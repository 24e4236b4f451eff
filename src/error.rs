// src/error.rs

use axum::{
    Json,
    extract::rejection::QueryRejection,
    http::StatusCode,
    response::{IntoResponse, Response},
};
use serde_json::json;
use std::fmt;

use crate::{models::session::SessionError, storage::StorageError};

/// Global Application Error Enum.
/// Centralizes error handling and mapping to HTTP responses.
#[derive(Debug)]
pub enum AppError {
    // 500 Internal Server Error
    InternalServerError(String),

    // 400 Bad Request (validation)
    BadRequest(String),

    // 404 Not Found (unknown session)
    NotFound(String),

    // 409 Conflict (operation not valid in the session's phase)
    Conflict(String),
}

impl fmt::Display for AppError {
    fn fmt(&self, f: &mut fmt::Formatter<'_>) -> fmt::Result {
        write!(f, "{:?}", self)
    }
}

impl std::error::Error for AppError {}

/// Converts the error into a JSON response with appropriate HTTP status code.
impl IntoResponse for AppError {
    fn into_response(self) -> Response {
        let (status, error_message) = match self {
            AppError::InternalServerError(msg) => {
                tracing::error!("Internal Server Error: {}", msg);
                (
                    StatusCode::INTERNAL_SERVER_ERROR,
                    "Internal Server Error".to_string(),
                )
            }
            AppError::BadRequest(msg) => (StatusCode::BAD_REQUEST, msg),
            AppError::NotFound(msg) => (StatusCode::NOT_FOUND, msg),
            AppError::Conflict(msg) => (StatusCode::CONFLICT, msg),
        };
        let body = Json(json!({
            "error": error_message,
        }));

        (status, body).into_response()
    }
}

impl From<SessionError> for AppError {
    fn from(err: SessionError) -> Self {
        match err {
            SessionError::Validation(msg) => AppError::BadRequest(msg),
            other => AppError::Conflict(other.to_string()),
        }
    }
}

/// Storage problems are fatal for the request; the detail is logged, not returned.
impl From<StorageError> for AppError {
    fn from(err: StorageError) -> Self {
        AppError::InternalServerError(err.to_string())
    }
}

impl From<validator::ValidationErrors> for AppError {
    fn from(err: validator::ValidationErrors) -> Self {
        AppError::BadRequest(err.to_string())
    }
}

/// Malformed query strings get the same JSON body as every other error.
impl From<QueryRejection> for AppError {
    fn from(err: QueryRejection) -> Self {
        AppError::BadRequest(err.body_text())
    }
}

#[cfg(test)]
mod tests {
    use super::*;
    use crate::models::session::Phase;

    #[test]
    fn test_session_errors_map_to_status() {
        let cases = [
            (SessionError::Validation("blank".into()), StatusCode::BAD_REQUEST),
            (
                SessionError::InvalidState {
                    operation: "advance",
                    phase: Phase::AwaitingAnswer,
                },
                StatusCode::CONFLICT,
            ),
            (SessionError::AlreadyComplete, StatusCode::CONFLICT),
        ];

        for (err, status) in cases {
            assert_eq!(AppError::from(err).into_response().status(), status);
        }
    }

    #[test]
    fn test_storage_error_is_internal() {
        let err = StorageError::Malformed("bad header".into());
        assert_eq!(
            AppError::from(err).into_response().status(),
            StatusCode::INTERNAL_SERVER_ERROR
        );
    }
}
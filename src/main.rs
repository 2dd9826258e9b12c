use anyhow::Context;

use deploy_settings::load_config;
use deploy_settings::utils::{init_logging, log_settings_summary, log_settings_warnings};

fn main() -> anyhow::Result<()> {
    // Load configuration
    let settings = load_config().context("failed to load settings")?;

    // Initialize logging
    init_logging(&settings.logging)?;
    log_settings_warnings(&settings);
    log_settings_summary(&settings);

    if std::env::args().skip(1).any(|arg| arg == "--json") {
        let snapshot = serde_json::to_string_pretty(&settings)?;
        println!("{}", snapshot);
    }

    Ok(())
}
use serde::Serialize;

use super::env::EnvVars;

pub const LOCMEM_CACHE: &str = "django.core.cache.backends.locmem.LocMemCache";
pub const CONSOLE_EMAIL_BACKEND: &str = "django.core.mail.backends.console.EmailBackend";

/// The `default` cache alias. Always in-process; no external cache is configured.
#[derive(Debug, Clone, PartialEq, Eq, Serialize)]
pub struct CacheConfig {
    /// Cache backend identifier
    pub backend: String,
    /// Instance name for the in-process cache
    pub location: String,
}

impl CacheConfig {
    pub(crate) fn production() -> Self {
        Self {
            backend: LOCMEM_CACHE.to_string(),
            location: "unique-snowflake".to_string(),
        }
    }

    pub(crate) fn development() -> Self {
        Self {
            backend: LOCMEM_CACHE.to_string(),
            location: String::new(),
        }
    }
}

/// Mail-sending strategy, selected by identifier
#[derive(Debug, Clone, PartialEq, Eq, Serialize)]
pub struct EmailConfig {
    /// Email backend identifier
    pub backend: String,
}

impl EmailConfig {
    pub(crate) fn production(env: &EnvVars) -> Self {
        Self {
            backend: env
                .email_backend
                .clone()
                .unwrap_or_else(|| CONSOLE_EMAIL_BACKEND.to_string()),
        }
    }

    pub(crate) fn development() -> Self {
        Self {
            backend: CONSOLE_EMAIL_BACKEND.to_string(),
        }
    }

    /// Whether mail is only printed rather than delivered
    pub fn is_console(&self) -> bool {
        self.backend == CONSOLE_EMAIL_BACKEND
    }
}
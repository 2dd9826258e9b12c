use serde::Serialize;

use super::env::{split_list, EnvVars};

pub const CORS_ALLOW_METHODS: &[&str] = &["DELETE", "GET", "OPTIONS", "PATCH", "POST", "PUT"];

pub const CORS_ALLOW_HEADERS: &[&str] = &[
    "accept",
    "accept-encoding",
    "authorization",
    "cache-control",
    "content-type",
    "dnt",
    "origin",
    "user-agent",
    "x-csrftoken",
    "x-requested-with",
    "cookie",
    "x-app-type",
];

/// Frontends served by the development stack
pub const DEVELOPMENT_ORIGINS: &[&str] = &[
    "http://localhost:3000",
    "http://localhost:3001",
    "http://localhost:3002",
    "http://127.0.0.1:3000",
    "http://127.0.0.1:3001",
];

/// Cross-origin request policy.
///
/// An empty origin list permits no cross-origin requests.
#[derive(Debug, Clone, Serialize)]
pub struct CorsConfig {
    /// Origins allowed to make cross-origin requests
    pub allowed_origins: Vec<String>,
    /// Accept any origin, ignoring the list
    pub allow_all_origins: bool,
    /// Allow cookies on cross-origin requests
    pub allow_credentials: bool,
    /// Methods accepted in preflight
    pub allow_methods: Vec<String>,
    /// Request headers accepted in preflight
    pub allow_headers: Vec<String>,
}

impl CorsConfig {
    fn with_origins(allowed_origins: Vec<String>) -> Self {
        Self {
            allowed_origins,
            allow_all_origins: false,
            allow_credentials: true,
            allow_methods: CORS_ALLOW_METHODS.iter().map(|m| m.to_string()).collect(),
            allow_headers: CORS_ALLOW_HEADERS.iter().map(|h| h.to_string()).collect(),
        }
    }

    pub(crate) fn production(env: &EnvVars) -> Self {
        Self::with_origins(split_list(env.cors_allowed_origins.as_deref()))
    }

    pub(crate) fn development() -> Self {
        Self::with_origins(DEVELOPMENT_ORIGINS.iter().map(|o| o.to_string()).collect())
    }
}

/// CSRF protection settings
#[derive(Debug, Clone, Serialize)]
pub struct CsrfConfig {
    /// Origins allowed to send unsafe requests in addition to the framework defaults
    pub trusted_origins: Vec<String>,
    /// Only send the CSRF cookie over HTTPS
    pub cookie_secure: bool,
}

impl CsrfConfig {
    pub(crate) fn production(env: &EnvVars) -> Self {
        Self {
            trusted_origins: split_list(env.csrf_trusted_origins.as_deref()),
            cookie_secure: true,
        }
    }

    pub(crate) fn development() -> Self {
        Self {
            trusted_origins: Vec::new(),
            cookie_secure: false,
        }
    }
}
- - -
## [Work task]
Print the entries exactly. Include every one.

## [Written answer]
repository 24e4236b4f451eff
filename src/error.rs
// src/error.rs

use axum::{
    Json,
    extract::rejection::QueryRejection,
    http::StatusCode,
    response::{IntoResponse, Response},
};
use serde_json::json;
use std::fmt;

use crate::{models::session::SessionError, storage::StorageError};

/// Global Application Error Enum.
/// Centralizes error handling and mapping to HTTP responses.
#[derive(Debug)]
pub enum AppError {
    // 500 Internal Server Error
    InternalServerError(String),

    // 400 Bad Request (validation)
    BadRequest(String),

    // 404 Not Found (unknown session)
    NotFound(String),

    // 409 Conflict (operation not valid in the session's phase)
    Conflict(String),
}

impl fmt::Display for AppError {
    fn fmt(&self, f: &mut fmt::Formatter<'_>) -> fmt::Result {
        write!(f, "{:?}", self)
    }
}

impl std::error::Error for AppError {}

/// Converts the error into a JSON response with appropriate HTTP status code.
impl IntoResponse for AppError {
    fn into_response(self) -> Response {
        let (status, error_message) = match self {
            AppError::InternalServerError(msg) => {
                tracing::error!("Internal Server Error: {}", msg);
                (
                    StatusCode::INTERNAL_SERVER_ERROR,
                    "Internal Server Error".to_string(),
                )
            }
            AppError::BadRequest(msg) => (StatusCode::BAD_REQUEST, msg),
            AppError::NotFound(msg) => (StatusCode::NOT_FOUND, msg),
            AppError::Conflict(msg) => (StatusCode::CONFLICT, msg),
        };
        let body = Json(json!({
            "error": error_message,
        }));

        (status, body).into_response()
    }
}

impl From<SessionError> for AppError {
    fn from(err: SessionError) -> Self {
        match err {
            SessionError::Validation(msg) => AppError::BadRequest(msg),
            other => AppError::Conflict(other.to_string()),
        }
    }
}

/// Storage problems are fatal for the request; the detail is logged, not returned.
impl From<StorageError> for AppError {
    fn from(err: StorageError) -> Self {
        AppError::InternalServerError(err.to_string())
    }
}

impl From<validator::ValidationErrors> for AppError {
    fn from(err: validator::ValidationErrors) -> Self {
        AppError::BadRequest(err.to_string())
    }
}

/// Malformed query strings get the same JSON body as every other error.
impl From<QueryRejection> for AppError {
    fn from(err: QueryRejection) -> Self {
        AppError::BadRequest(err.body_text())
    }
}

#[cfg(test)]
mod tests {
    use super::*;
    use crate::models::session::Phase;

    #[test]
    fn test_session_errors_map_to_status() {
        let cases = [
            (SessionError::Validation("blank".into()), StatusCode::BAD_REQUEST),
            (
                SessionError::InvalidState {
                    operation: "advance",
                    phase: Phase::AwaitingAnswer,
                },
                StatusCode::CONFLICT,
            ),
            (SessionError::AlreadyComplete, StatusCode::CONFLICT),
        ];

        for (err, status) in cases {
            assert_eq!(AppError::from(err).into_response().status(), status);
        }
    }

    #[test]
    fn test_storage_error_is_internal() {
        let err = StorageError::Malformed("bad header".into());
        assert_eq!(
            AppError::from(err).into_response().status(),
            StatusCode::INTERNAL_SERVER_ERROR
        );
    }
}
filename src/main.rs
repository 2dd9826258e9b12c
use anyhow::Context;

use deploy_settings::load_config;
use deploy_settings::utils::{init_logging, log_settings_summary, log_settings_warnings};

fn main() -> anyhow::Result<()> {
    // Load configuration
    let settings = load_config().context("failed to load settings")?;

    // Initialize logging
    init_logging(&settings.logging)?;
    log_settings_warnings(&settings);
    log_settings_summary(&settings);

    if std::env::args().skip(1).any(|arg| arg == "--json") {
        let snapshot = serde_json::to_string_pretty(&settings)?;
        println!("{}", snapshot);
    }

    Ok(())
}
use serde::Serialize;

use super::env::EnvVars;

pub const LOCMEM_CACHE: &str = "django.core.cache.backends.locmem.LocMemCache";
pub const CONSOLE_EMAIL_BACKEND: &str = "django.core.mail.backends.console.EmailBackend";

/// The `default` cache alias. Always in-process; no external cache is configured.
#[derive(Debug, Clone, PartialEq, Eq, Serialize)]
pub struct CacheConfig {
    /// Cache backend identifier
    pub backend: String,
    /// Instance name for the in-process cache
    pub location: String,
}

impl CacheConfig {
    pub(crate) fn production() -> Self {
        Self {
            backend: LOCMEM_CACHE.to_string(),
            location: "unique-snowflake".to_string(),
        }
    }

    pub(crate) fn development() -> Self {
        Self {
            backend: LOCMEM_CACHE.to_string(),
            location: String::new(),
        }
    }
}

/// Mail-sending strategy, selected by identifier
#[derive(Debug, Clone, PartialEq, Eq, Serialize)]
pub struct EmailConfig {
    /// Email backend identifier
    pub backend: String,
}

impl EmailConfig {
    pub(crate) fn production(env: &EnvVars) -> Self {
        Self {
            backend: env
                .email_backend
                .clone()
                .unwrap_or_else(|| CONSOLE_EMAIL_BACKEND.to_string()),
        }
    }

    pub(crate) fn development() -> Self {
        Self {
            backend: CONSOLE_EMAIL_BACKEND.to_string(),
        }
    }

    /// Whether mail is only printed rather than delivered
    pub fn is_console(&self) -> bool {
        self.backend == CONSOLE_EMAIL_BACKEND
    }
}
repository 2dd9826258e9b12c
use serde::Serialize;

use super::env::{split_list, EnvVars};

pub const CORS_ALLOW_METHODS: &[&str] = &["DELETE", "GET", "OPTIONS", "PATCH", "POST", "PUT"];

pub const CORS_ALLOW_HEADERS: &[&str] = &[
    "accept",
    "accept-encoding",
    "authorization",
    "cache-control",
    "content-type",
    "dnt",
    "origin",
    "user-agent",
    "x-csrftoken",
    "x-requested-with",
    "cookie",
    "x-app-type",
];

/// Frontends served by the development stack
pub const DEVELOPMENT_ORIGINS: &[&str] = &[
    "http://localhost:3000",
    "http://localhost:3001",
    "http://localhost:3002",
    "http://127.0.0.1:3000",
    "http://127.0.0.1:3001",
];

/// Cross-origin request policy.
///
/// An empty origin list permits no cross-origin requests.
#[derive(Debug, Clone, Serialize)]
pub struct CorsConfig {
    /// Origins allowed to make cross-origin requests
    pub allowed_origins: Vec<String>,
    /// Accept any origin, ignoring the list
    pub allow_all_origins: bool,
    /// Allow cookies on cross-origin requests
    pub allow_credentials: bool,
    /// Methods accepted in preflight
    pub allow_methods: Vec<String>,
    /// Request headers accepted in preflight
    pub allow_headers: Vec<String>,
}

impl CorsConfig {
    fn with_origins(allowed_origins: Vec<String>) -> Self {
        Self {
            allowed_origins,
            allow_all_origins: false,
            allow_credentials: true,
            allow_methods: CORS_ALLOW_METHODS.iter().map(|m| m.to_string()).collect(),
            allow_headers: CORS_ALLOW_HEADERS.iter().map(|h| h.to_string()).collect(),
        }
    }

    pub(crate) fn production(env: &EnvVars) -> Self {
        Self::with_origins(split_list(env.cors_allowed_origins.as_deref()))
    }

    pub(crate) fn development() -> Self {
        Self::with_origins(DEVELOPMENT_ORIGINS.iter().map(|o| o.to_string()).collect())
    }
}

/// CSRF protection settings
#[derive(Debug, Clone, Serialize)]
pub struct CsrfConfig {
    /// Origins allowed to send unsafe requests in addition to the framework defaults
    pub trusted_origins: Vec<String>,
    /// Only send the CSRF cookie over HTTPS
    pub cookie_secure: bool,
}

impl CsrfConfig {
    pub(crate) fn production(env: &EnvVars) -> Self {
        Self {
            trusted_origins: split_list(env.csrf_trusted_origins.as_deref()),
            cookie_secure: true,
        }
    }

    pub(crate) fn development() -> Self {
        Self {
            trusted_origins: Vec::new(),
            cookie_secure: false,
        }
    }
}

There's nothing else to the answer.